When Amleto Monacelli let loose of the ball in the ninth frame, he thought he had just bowled a tournament-winning strike.
The 10 pin, however, stood stubbornly still.
That left an opening for Ron Mohr, who experienced the same feeling to open the 10th frame, a sure strike to clinch one of the senior tour’s two majors.
And, as with Monacelli, the 10 pin refused to budge.
Monacelli then closed it out, emerging with a 199-193 victory Friday to win the Suncoast PBA Senior U.S. Open at the Suncoast Bowling Center.
This was Monacelli’s second consecutive Senior U.S. Open victory, joining Wayne Webb and Tom Baker as the lone two-time champions. Monacelli, last season’s senior Rookie of the Year and former two-time PBA Player of the Year, also leads the PBA50 season standings.
But this had been a frustrating season. Monacelli appeared to be the best bowler in other tournaments, only to finish second twice. Then the 51-year-old Venezuelan qualified first at the Suncoast and this time won his only match in the stepladder finals to take the title and $14,000 first-prize check. Mohr earned $7,500.
“Four weeks in a row that I led the tournament and I hadn’t won,” Monacelli said. “It’s nice to win the U.S. Open again.”

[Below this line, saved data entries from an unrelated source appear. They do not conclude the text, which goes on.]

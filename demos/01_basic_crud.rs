//! Demo 01: Basic CRUD Operations
//!
//! Create, read, update and delete a task, then show the backing file.
//!
//! Run with: cargo run --example 01_basic_crud

use eyre::Result;
use todostore::{TaskRecord, TaskStatus, TaskStore};

fn main() -> Result<()> {
    let temp_dir = tempfile::tempdir()?;
    let store_path = temp_dir.path().join("data").join("tasks.json");

    println!("TodoStore Basic CRUD Demo");
    println!("=========================\n");
    println!("Store file: {}\n", store_path.display());

    // Open (or create) the store
    let store = TaskStore::open(&store_path)?;

    // CREATE
    println!("1. CREATE - Adding a new task...");
    let created = store.create(TaskRecord::new("Write spec").with_priority("high"))?;
    println!("   Created task with ID: {}", created.id);
    println!("   Status defaults to: {}\n", created.status);

    // READ
    println!("2. READ - Retrieving the task...");
    match store.get(&created.id)? {
        Some(task) => println!("   Found: {} [{}]\n", task.title, task.priority),
        None => println!("   Task not found!\n"),
    }

    // UPDATE
    println!("3. UPDATE - Finishing the task...");
    let mut task = created.clone();
    task.title = "Write spec v2".to_string();
    task.status = TaskStatus::Completed;
    let outcome = store.update(task)?;
    println!("   Outcome: {:?}", outcome);

    let mut ghost = TaskRecord::new("Nobody home");
    ghost.id = "no-such-id".to_string();
    println!("   Updating a missing id: {:?}\n", store.update(ghost)?);

    // VALIDATION
    println!("4. VALIDATION - Adding a task without a title...");
    match store.create(TaskRecord::new("")) {
        Ok(_) => println!("   Unexpectedly accepted!\n"),
        Err(e) => println!("   Rejected: {}\n", e),
    }

    // FILE
    println!("5. FILE - Current contents on disk:");
    println!("{}\n", std::fs::read_to_string(&store_path)?);

    // DELETE
    println!("6. DELETE - Removing the task...");
    store.delete(&created.id)?;
    println!("   Task exists = {}", store.get(&created.id)?.is_some());
    println!("   Remaining tasks: {}\n", store.len()?);

    println!("Demo complete!");
    Ok(())
}
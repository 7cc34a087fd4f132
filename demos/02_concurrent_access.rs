//! Demo 02: Concurrent Access
//!
//! One store shared by many threads. Every call is serialized by the store's
//! internal lock, so no write is lost and the file is never torn.
//!
//! Run with: cargo run --example 02_concurrent_access

use eyre::Result;
use std::sync::{Arc, Barrier};
use std::thread;
use todostore::{TaskRecord, TaskStore};

fn main() -> Result<()> {
    let temp_dir = tempfile::tempdir()?;
    let store_path = temp_dir.path().join("tasks.json");

    println!("TodoStore Concurrent Access Demo");
    println!("================================\n");

    let store = Arc::new(TaskStore::open(&store_path)?);

    let num_threads = 10;
    let tasks_per_thread = 10;
    let barrier = Arc::new(Barrier::new(num_threads));

    println!(
        "1. Concurrent creation ({} threads, {} tasks each)...",
        num_threads, tasks_per_thread
    );

    let handles: Vec<_> = (0..num_threads)
        .map(|thread_id| {
            let barrier = Arc::clone(&barrier);
            let store = Arc::clone(&store);

            thread::spawn(move || -> todostore::Result<usize> {
                // Wait for all threads to be ready
                barrier.wait();

                for i in 0..tasks_per_thread {
                    store.create(TaskRecord::new(format!("Thread {} task {}", thread_id, i)))?;
                }
                Ok(thread_id)
            })
        })
        .collect();

    for handle in handles {
        match handle.join() {
            Ok(Ok(thread_id)) => println!("   Thread {} completed", thread_id),
            Ok(Err(e)) => println!("   Thread failed: {}", e),
            Err(_) => println!("   Thread panicked"),
        }
    }
    println!();

    println!("2. Verifying...");
    let expected = num_threads * tasks_per_thread;
    println!("   Expected tasks: {}", expected);
    println!("   In memory:      {}", store.len()?);

    // A fresh store reads what is on disk
    let reopened = TaskStore::open(&store_path)?;
    println!("   On disk:        {}", reopened.len()?);
    println!();

    println!("Demo complete!");
    println!("\nKey points:");
    println!("  - Share one TaskStore through Arc; it is Send + Sync");
    println!("  - Reads and writes all wait on the same lock, including the disk write");
    println!("  - Two processes must never open the same file");

    Ok(())
}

The man Monacelli defeated, the 57-year-old Mohr, won the 2011 Senior U.S. Open and was the elder tour’s Player of the Year, his second in three years.
The year he won the title was emotional for many reasons for Mohr, who in January 2011 lost his wife, Linda. She died at age 50 after complications with what was supposed to be a routine knee surgery seven months earlier.
“In 2011, I didn’t know if I was going to come back or not,” Mohr said. “I needed the therapy. I needed to get away because it was such a traumatic thing. And in 2011, I had one of the best seasons ever in the history of senior professional bowling, but it was just because she was right there (on his shoulder). I had so many breaks, it just got ridiculous.
“I know she’s still there. I know she’s still helping me out. She knows this is what I should be doing.”
He said his girlfriend, Lita Lewis, has helped him move forward. They are in the process of moving to Las Vegas from Eagle River, Alaska, with Lewis handling the details, including the sale of the house and the lengthy drive, while Mohr concentrated on the tour.
“She handled everything,” Mohr said. “She was such a trooper. She said, ‘Just go bowl.’ ”
To get to the final, Mohr dispatched Las Vegan Eric Forkel, 218-184.
Forkel competed on the PBA Tour from 1992 to 2006, winning five times. He isn’t a regular member of the senior tour but is at a crossroads after losing his job about a year ago at Red Rock Casino Resort. Forkel operated the bowling pro shop before Red Rock leased out the position.
He has worked “odd jobs” here and there but hasn’t found full-time work. Forkel hopes to get more involved in bowling again, perhaps on the manufacturers’ side, and maybe this promising tournament showing will help get his name back out.
In the meantime, the $5,500 check he receives for finishing third comes in handy.
“That will pay a few bills,” the 52-year-old Forkel said.